Now that you’ve recognized behaviors that work to propel the cycle of addiction onward, you probably wondering: “How can I stop equipping an addict?” Read these 5 expert tips on how to be supportive without being an enabler.

Tips To Stop Enabling An Addict
 
1. Find professional resources for yourself and the addict.

You realize that change needs to happen. Great! However, it isn’t just your loved one that needs help; you need it too.
Encourage the addict to go to a drug and alcohol center to get clean, but don’t forget to take care of yourself. There are groups for family members of addicts that you should start going to. Al-Anon, Friends of Alcoholics, and others have a sole purpose of educating, encouraging and empowering the people who love addicts. As you move forward with your plan to stop enabling you will need support from people who understand your frustrations and challenges.
 
2. You may have to cut the addict off.

As you invest in your health and well-being by talking to a professional therapist or psychiatrist, don’t be surprised if you receive advice to cut support off cold turkey. You may think that you’re betraying the addict by placing a grinding halt to paying his/her bills and being the twenty-four hour a day personal-care assistant. Stop thinking that way.

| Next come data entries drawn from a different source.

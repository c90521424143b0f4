//! Binding identity: `<resource_id>/<role>`

use crate::errors::{BindingError, Result};
use serde::{Deserialize, Serialize};
use std::fmt;
use std::str::FromStr;

/// Identity of one declared binding: the resource it lives on and its role
///
/// Roles contain slashes themselves (`roles/viewer`,
/// `projects/p/roles/custom`), so parsing looks for the split point whose
/// suffix has the shape of a role rather than splitting on the last slash.
#[derive(Debug, Clone, PartialEq, Eq, Hash, PartialOrd, Ord, Serialize, Deserialize)]
pub struct BindingId {
    resource_id: String,
    role: String,
}

impl BindingId {
    /// Create an identity for `role` on `resource_id`
    pub fn new(resource_id: impl Into<String>, role: impl Into<String>) -> Self {
        Self {
            resource_id: resource_id.into(),
            role: role.into(),
        }
    }

    /// Identifier of the resource holding the policy
    pub fn resource_id(&self) -> &str {
        &self.resource_id
    }

    /// Role the binding grants
    pub fn role(&self) -> &str {
        &self.role
    }

    /// Parse an identity previously produced by `Display`
    pub fn parse(id: &str) -> Result<Self> {
        id.char_indices()
            .filter(|&(_, c)| c == '/')
            .map(|(pos, _)| (&id[..pos], &id[pos + 1..]))
            .find(|(resource, role)| !resource.is_empty() && is_role(role))
            .map(|(resource, role)| Self::new(resource, role))
            .ok_or_else(|| {
                BindingError::invalid_binding(format!(
                    "cannot split {id:?} into <resource_id>/<role>"
                ))
            })
    }
}

impl fmt::Display for BindingId {
    fn fmt(&self, f: &mut fmt::Formatter<'_>) -> fmt::Result {
        write!(f, "{}/{}", self.resource_id, self.role)
    }
}

impl FromStr for BindingId {
    type Err = BindingError;

    fn from_str(s: &str) -> Result<Self> {
        Self::parse(s)
    }
}

/// `roles/<name>`, `projects/<p>/roles/<name>` or `organizations/<o>/roles/<name>`
fn is_role(candidate: &str) -> bool {
    let parts: Vec<&str> = candidate.split('/').collect();
    match parts.as_slice() {
        ["roles", name] => !name.is_empty(),
        [parent, id, "roles", name] => {
            matches!(*parent, "projects" | "organizations") && !id.is_empty() && !name.is_empty()
        }
        _ => false,
    }
}
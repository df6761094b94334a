//! Pipeline driver and run configuration behind the `osm-wrangle` binary.

pub mod audit;
pub mod config;
pub mod logging;
pub mod pipeline;
pub mod types;
use comfy_table::modifiers::UTF8_ROUND_CORNERS;
use comfy_table::presets::UTF8_FULL_CONDENSED;
use comfy_table::{Attribute, Cell, CellAlignment, Color, ContentArrangement, Table};

use osm_cli::audit::AuditReport;
use osm_cli::types::ConvertResult;

pub fn print_convert_summary(result: &ConvertResult) {
    let summary = &result.summary;
    println!("Input: {}", result.input.display());
    println!(
        "Elements: {} ({} nodes, {} ways) in {:.2}s",
        summary.elements(),
        summary.nodes,
        summary.ways,
        summary.elapsed.as_secs_f64()
    );

    let mut table = Table::new();
    table.set_header(vec![
        header_cell("Table"),
        header_cell("Rows"),
        header_cell("File"),
    ]);
    apply_table_style(&mut table);
    align_column(&mut table, 1, CellAlignment::Right);
    for (name, path) in result.tables.iter() {
        let rows = summary.rows.get(&name).copied().unwrap_or_default();
        table.add_row(vec![
            Cell::new(name.as_str())
                .fg(Color::Blue)
                .add_attribute(Attribute::Bold),
            count_cell(rows, Color::Green),
            dim_cell(&path.display().to_string()),
        ]);
    }
    table.add_row(vec![
        header_cell("TOTAL"),
        header_cell(&summary.total_rows().to_string()),
        Cell::new(""),
    ]);
    println!("{table}");

    println!(
        "Dropped tags: {}  Empty postcodes: {}  Validated: {}",
        summary.dropped_tags, summary.empty_postcodes, summary.validated
    );
}

pub fn print_audit_report(report: &AuditReport) {
    println!(
        "Audited {} elements: {} street names, {} postcodes",
        report.elements, report.street_names, report.postcodes
    );

    let mut table = Table::new();
    table.set_header(vec![
        header_cell("Street type"),
        header_cell("Count"),
        header_cell("Expands to"),
        header_cell("Examples"),
    ]);
    apply_table_style(&mut table);
    align_column(&mut table, 1, CellAlignment::Right);
    for (token, finding) in report.ranked_street_types() {
        let expansion = match &finding.expansion {
            Some(expansion) => Cell::new(expansion).fg(Color::Green),
            None => dim_cell("-"),
        };
        let examples = finding
            .examples
            .iter()
            .map(String::as_str)
            .collect::<Vec<_>>()
            .join("\n");
        table.add_row(vec![
            Cell::new(token).fg(Color::Yellow),
            count_cell(finding.count, Color::Yellow),
            expansion,
            Cell::new(examples),
        ]);
    }
    println!("{table}");
    println!(
        "{} street names would be rewritten by the suffix dictionary",
        report.fixable_street_names()
    );

    if report.bad_postcodes.is_empty() {
        return;
    }
    let mut table = Table::new();
    table.set_header(vec![header_cell("Postcode"), header_cell("Count")]);
    apply_table_style(&mut table);
    align_column(&mut table, 1, CellAlignment::Right);
    for (value, count) in &report.bad_postcodes {
        table.add_row(vec![
            Cell::new(value).fg(Color::Red),
            count_cell(*count, Color::Red),
        ]);
    }
    println!("{table}");
}

fn apply_table_style(table: &mut Table) {
    table
        .load_preset(UTF8_FULL_CONDENSED)
        .apply_modifier(UTF8_ROUND_CORNERS)
        .set_content_arrangement(ContentArrangement::Dynamic)
        .set_width(120);
}

fn align_column(table: &mut Table, index: usize, alignment: CellAlignment) {
    if let Some(column) = table.column_mut(index) {
        column.set_cell_alignment(alignment);
    }
}

fn header_cell(label: &str) -> Cell {
    Cell::new(label)
        .fg(Color::Cyan)
        .add_attribute(Attribute::Bold)
}

fn count_cell(count: usize, color: Color) -> Cell {
    if count == 0 {
        dim_cell("0")
    } else {
        Cell::new(count).fg(color)
    }
}

fn dim_cell(value: &str) -> Cell {
    Cell::new(value).fg(Color::DarkGrey)
}
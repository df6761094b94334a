//! Logging setup for the `osm-wrangle` binary.
//!
//! Every crate in the workspace emits `tracing` events; this module installs
//! the one subscriber that renders them.
//!
//! # Log Levels
//!
//! - `error`: schema violations, fatal I/O and parse errors
//! - `warn`: problems that do not stop the run
//! - `info`: run start/finish, progress, per-table row counts
//! - `debug`: dropped tags, unextractable postcodes, table files created
//! - `trace`: per-element events
//!
//! Tag values and shaped elements are only logged verbatim with `--log-data`;
//! otherwise [`redact_value`] replaces them with [`REDACTED_VALUE`].

use std::fs::{File, OpenOptions};
use std::io::{self, Write};
use std::path::PathBuf;
use std::sync::atomic::{AtomicBool, Ordering};
use std::sync::{Arc, Mutex};

use tracing::level_filters::LevelFilter;
use tracing_subscriber::{
    EnvFilter,
    fmt::{self, MakeWriter},
    layer::SubscriberExt,
    util::SubscriberInitExt,
};

static LOG_DATA_ENABLED: AtomicBool = AtomicBool::new(false);

/// Crates whose events follow the configured level.
const WORKSPACE_TARGETS: &[&str] = &[
    "osm_cli",
    "osm_ingest",
    "osm_model",
    "osm_output",
    "osm_transform",
    "osm_validate",
];

/// Placeholder used when data logging is disabled.
pub const REDACTED_VALUE: &str = "[REDACTED]";

pub fn log_data_enabled() -> bool {
    LOG_DATA_ENABLED.load(Ordering::Relaxed)
}

/// Returns `value` when data logging is enabled, otherwise a redacted token.
pub fn redact_value(value: &str) -> &str {
    if log_data_enabled() {
        value
    } else {
        REDACTED_VALUE
    }
}

/// Configuration for logging behavior.
#[derive(Debug, Clone)]
pub struct LogConfig {
    pub level_filter: LevelFilter,
    /// Let `RUST_LOG` replace `level_filter` when it is set.
    pub use_env_filter: bool,
    pub with_timestamps: bool,
    /// Include the module path of each event.
    pub with_target: bool,
    /// Emit span close events (JSON format only).
    pub with_spans: bool,
    pub with_ansi: bool,
    pub format: LogFormat,
    /// Append to this file instead of writing to stderr.
    pub log_file: Option<PathBuf>,
    /// Whether tag values may appear in log output.
    pub log_data: bool,
}

#[derive(Debug, Clone, Copy, Default, PartialEq, Eq)]
pub enum LogFormat {
    #[default]
    Pretty,
    Compact,
    Json,
}

impl Default for LogConfig {
    fn default() -> Self {
        Self {
            level_filter: LevelFilter::WARN,
            use_env_filter: true,
            with_timestamps: false,
            with_target: false,
            with_spans: true,
            with_ansi: true,
            format: LogFormat::default(),
            log_file: None,
            log_data: false,
        }
    }
}

/// Installs the global subscriber. Call once at startup.
///
/// # Errors
///
/// Returns an error if the log file cannot be opened.
///
/// # Panics
///
/// Panics if a global subscriber is already installed.
pub fn init_logging(config: &LogConfig) -> io::Result<()> {
    if let Some(path) = &config.log_file {
        let file = OpenOptions::new().create(true).append(true).open(path)?;
        init_logging_with_writer(config, SharedFileWriter::new(file));
    } else {
        init_logging_with_writer(config, io::stderr);
    }
    Ok(())
}

pub fn init_logging_with_writer<W>(config: &LogConfig, writer: W)
where
    W: for<'writer> MakeWriter<'writer> + Send + Sync + 'static,
{
    LOG_DATA_ENABLED.store(config.log_data, Ordering::Release);
    let filter = build_env_filter(config);

    match config.format {
        LogFormat::Json => {
            let layer = fmt::layer()
                .json()
                .with_writer(writer)
                .with_target(config.with_target)
                .with_span_events(if config.with_spans {
                    fmt::format::FmtSpan::CLOSE
                } else {
                    fmt::format::FmtSpan::NONE
                });
            tracing_subscriber::registry()
                .with(filter)
                .with(layer)
                .init();
        }
        LogFormat::Compact => {
            let layer = fmt::layer()
                .compact()
                .with_writer(writer)
                .with_ansi(config.with_ansi)
                .with_target(config.with_target);
            if config.with_timestamps {
                tracing_subscriber::registry()
                    .with(filter)
                    .with(layer)
                    .init();
            } else {
                tracing_subscriber::registry()
                    .with(filter)
                    .with(layer.without_time())
                    .init();
            }
        }
        LogFormat::Pretty => {
            let layer = fmt::layer()
                .with_writer(writer)
                .with_ansi(config.with_ansi)
                .with_target(config.with_target);
            if config.with_timestamps {
                tracing_subscriber::registry()
                    .with(filter)
                    .with(layer)
                    .init();
            } else {
                tracing_subscriber::registry()
                    .with(filter)
                    .with(layer.without_time())
                    .init();
            }
        }
    }
}

#[derive(Clone)]
struct SharedFileWriter {
    file: Arc<Mutex<File>>,
}

impl SharedFileWriter {
    fn new(file: File) -> Self {
        Self {
            file: Arc::new(Mutex::new(file)),
        }
    }
}

struct SharedFileGuard {
    file: Arc<Mutex<File>>,
}

impl Write for SharedFileGuard {
    fn write(&mut self, buf: &[u8]) -> io::Result<usize> {
        let mut guard = self
            .file
            .lock()
            .map_err(|_| io::Error::other("log file lock poisoned"))?;
        guard.write(buf)
    }

    fn flush(&mut self) -> io::Result<()> {
        let mut guard = self
            .file
            .lock()
            .map_err(|_| io::Error::other("log file lock poisoned"))?;
        guard.flush()
    }
}

impl<'a> MakeWriter<'a> for SharedFileWriter {
    type Writer = SharedFileGuard;

    fn make_writer(&'a self) -> Self::Writer {
        SharedFileGuard {
            file: Arc::clone(&self.file),
        }
    }
}

fn build_env_filter(config: &LogConfig) -> EnvFilter {
    if config.use_env_filter
        && let Ok(filter) = EnvFilter::try_from_default_env()
    {
        return filter;
    }
    EnvFilter::new(default_directives(config.level_filter))
}

/// Workspace crates at `level`; external crates never above `warn`.
fn default_directives(level: LevelFilter) -> String {
    let level = level.to_string().to_lowercase();
    let external = if level == "off" || level == "error" {
        level.as_str()
    } else {
        "warn"
    };
    let mut directives = external.to_string();
    for target in WORKSPACE_TARGETS {
        directives.push_str(&format!(",{target}={level}"));
    }
    directives
}
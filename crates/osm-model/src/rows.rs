//! Shaped output rows.
//!
//! A shaped element serialises to the same dictionary layout the validation
//! schema describes: `{"node": {..}, "node_tags": [..]}` for nodes and
//! `{"way": {..}, "way_nodes": [..], "way_tags": [..]}` for ways.

use serde::Serialize;
use serde::ser::{SerializeMap, Serializer};

use crate::element::{Attributes, ElementKind};

/// An element's own attributes in fixed column order.
///
/// Attributes absent on the source element are kept as `None`.
#[derive(Debug, Clone, PartialEq, Eq)]
pub struct ElementRow {
    kind: ElementKind,
    values: Vec<Option<String>>,
}

impl ElementRow {
    pub fn from_attributes(kind: ElementKind, attributes: &Attributes) -> Self {
        let values = kind
            .fields()
            .iter()
            .map(|field| attributes.get(*field).cloned())
            .collect();
        Self { kind, values }
    }

    pub fn kind(&self) -> ElementKind {
        self.kind
    }

    pub fn fields(&self) -> &'static [&'static str] {
        self.kind.fields()
    }

    pub fn values(&self) -> &[Option<String>] {
        &self.values
    }

    pub fn get(&self, field: &str) -> Option<&str> {
        let idx = self.fields().iter().position(|name| *name == field)?;
        self.values[idx].as_deref()
    }

    pub fn id(&self) -> Option<&str> {
        self.get("id")
    }

    pub fn to_record(&self) -> Vec<String> {
        self.values
            .iter()
            .map(|value| value.clone().unwrap_or_default())
            .collect()
    }
}

impl Serialize for ElementRow {
    fn serialize<S: Serializer>(&self, serializer: S) -> Result<S::Ok, S::Error> {
        let mut map = serializer.serialize_map(Some(self.values.len()))?;
        for (field, value) in self.fields().iter().zip(&self.values) {
            map.serialize_entry(field, value)?;
        }
        map.end()
    }
}

/// One retained tag of a node or way.
#[derive(Debug, Clone, PartialEq, Eq, Serialize)]
pub struct TagRow {
    pub id: Option<String>,
    pub key: String,
    /// `None` when the value was normalised away (an unextractable postcode).
    pub value: Option<String>,
    #[serde(rename = "type")]
    pub tag_type: String,
}

impl TagRow {
    pub fn to_record(&self) -> Vec<String> {
        vec![
            self.id.clone().unwrap_or_default(),
            self.key.clone(),
            self.value.clone().unwrap_or_default(),
            self.tag_type.clone(),
        ]
    }
}

/// One `nd` reference of a way.
#[derive(Debug, Clone, PartialEq, Eq, Serialize)]
pub struct WayNodeRow {
    pub id: Option<String>,
    pub node_id: Option<String>,
    pub position: usize,
}

impl WayNodeRow {
    pub fn to_record(&self) -> Vec<String> {
        vec![
            self.id.clone().unwrap_or_default(),
            self.node_id.clone().unwrap_or_default(),
            self.position.to_string(),
        ]
    }
}

/// All rows produced for one element.
#[derive(Debug, Clone, PartialEq, Eq, Serialize)]
#[serde(untagged)]
pub enum ShapedElement {
    Node {
        node: ElementRow,
        node_tags: Vec<TagRow>,
    },
    Way {
        way: ElementRow,
        way_nodes: Vec<WayNodeRow>,
        way_tags: Vec<TagRow>,
    },
}

impl ShapedElement {
    pub fn kind(&self) -> ElementKind {
        match self {
            ShapedElement::Node { .. } => ElementKind::Node,
            ShapedElement::Way { .. } => ElementKind::Way,
        }
    }

    pub fn element(&self) -> &ElementRow {
        match self {
            ShapedElement::Node { node, .. } => node,
            ShapedElement::Way { way, .. } => way,
        }
    }

    pub fn id(&self) -> Option<&str> {
        self.element().id()
    }

    pub fn tags(&self) -> &[TagRow] {
        match self {
            ShapedElement::Node { node_tags, .. } => node_tags,
            ShapedElement::Way { way_tags, .. } => way_tags,
        }
    }

    pub fn way_nodes(&self) -> &[WayNodeRow] {
        match self {
            ShapedElement::Node { .. } => &[],
            ShapedElement::Way { way_nodes, .. } => way_nodes,
        }
    }

    /// Short label for diagnostics, e.g. `way 4213` or `node <no id>`.
    pub fn label(&self) -> String {
        format!("{} {}", self.kind(), self.id().unwrap_or("<no id>"))
    }
}
//! The full set of correlated output tables.

use std::collections::BTreeMap;
use std::fs::{self, File};
use std::io::Write;
use std::path::{Path, PathBuf};

use tracing::debug;

use osm_model::Table;

use crate::error::{OutputError, Result};
use crate::writer::TableWriter;

/// File location of every output table.
#[derive(Debug, Clone, PartialEq, Eq)]
pub struct TablePaths {
    paths: [PathBuf; 5],
}

impl TablePaths {
    /// Default file names (`nodes.csv`, `nodes_tags.csv`, ...) under `dir`.
    pub fn in_dir(dir: &Path) -> Self {
        Self {
            paths: Table::ALL.map(|table| dir.join(table.default_file_name())),
        }
    }

    #[must_use]
    pub fn with_path(mut self, table: Table, path: impl Into<PathBuf>) -> Self {
        self.paths[table as usize] = path.into();
        self
    }

    pub fn get(&self, table: Table) -> &Path {
        &self.paths[table as usize]
    }

    pub fn iter(&self) -> impl Iterator<Item = (Table, &Path)> {
        Table::ALL.into_iter().zip(self.paths.iter().map(PathBuf::as_path))
    }
}

/// One open writer per output table.
///
/// Writers are opened together and live for the whole run. If opening any
/// of them fails, the ones already opened are dropped (and closed) before
/// the error is returned.
pub struct TableWriterSet<W: Write> {
    nodes: TableWriter<W>,
    node_tags: TableWriter<W>,
    ways: TableWriter<W>,
    way_nodes: TableWriter<W>,
    way_tags: TableWriter<W>,
}

impl TableWriterSet<File> {
    /// Creates every table file, and any missing parent directories.
    pub fn create(paths: &TablePaths) -> Result<Self> {
        Self::open_with(|table| {
            let path = paths.get(table);
            if let Some(parent) = path.parent().filter(|p| !p.as_os_str().is_empty()) {
                fs::create_dir_all(parent).map_err(|source| OutputError::CreateDir {
                    path: parent.to_path_buf(),
                    source,
                })?;
            }
            debug!(table = %table, path = %path.display(), "creating table");
            TableWriter::create(table, path)
        })
    }
}

impl<W: Write> TableWriterSet<W> {
    /// Opens all tables in [`Table::ALL`] order with `open`.
    pub fn open_with<F>(mut open: F) -> Result<Self>
    where
        F: FnMut(Table) -> Result<TableWriter<W>>,
    {
        Ok(Self {
            nodes: open(Table::Nodes)?,
            node_tags: open(Table::NodeTags)?,
            ways: open(Table::Ways)?,
            way_nodes: open(Table::WayNodes)?,
            way_tags: open(Table::WayTags)?,
        })
    }

    /// Wraps in-memory or other writers produced by `make`.
    pub fn from_writers<F>(mut make: F) -> Result<Self>
    where
        F: FnMut(Table) -> W,
    {
        Self::open_with(|table| TableWriter::new(table, make(table)))
    }

    pub fn writer_mut(&mut self, table: Table) -> &mut TableWriter<W> {
        match table {
            Table::Nodes => &mut self.nodes,
            Table::NodeTags => &mut self.node_tags,
            Table::Ways => &mut self.ways,
            Table::WayNodes => &mut self.way_nodes,
            Table::WayTags => &mut self.way_tags,
        }
    }

    fn writers(&self) -> [&TableWriter<W>; 5] {
        [
            &self.nodes,
            &self.node_tags,
            &self.ways,
            &self.way_nodes,
            &self.way_tags,
        ]
    }

    /// Rows written per table so far.
    pub fn row_counts(&self) -> BTreeMap<Table, usize> {
        self.writers()
            .into_iter()
            .map(|writer| (writer.table(), writer.rows()))
            .collect()
    }

    /// Flushes every table, stopping at the first failure.
    pub fn flush(&mut self) -> Result<()> {
        for table in Table::ALL {
            self.writer_mut(table).flush()?;
        }
        Ok(())
    }

    /// Flushes every table and returns the underlying writers.
    pub fn into_inner(self) -> Result<BTreeMap<Table, W>> {
        let writers = [
            self.nodes,
            self.node_tags,
            self.ways,
            self.way_nodes,
            self.way_tags,
        ];
        let mut inner = BTreeMap::new();
        for writer in writers {
            let table = writer.table();
            inner.insert(table, writer.into_inner()?);
        }
        Ok(inner)
    }
}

Understand a fact known by every expert addiction researcher, interventionist, and substance abuse clinician; As long as you’re providing financial support to an addict, he/she will continue supporting their habit.
 
3. There is a thin line between being love and enabling.

To love someone means that you stand behind them and support them through every life challenge or problem – right?
Not exactly. Think back to the last time you learned a valuable lesson that shaped the way you view the world and live your life today. How did you gain the knowledge that made you stronger and more resilient in both your professional and personal life?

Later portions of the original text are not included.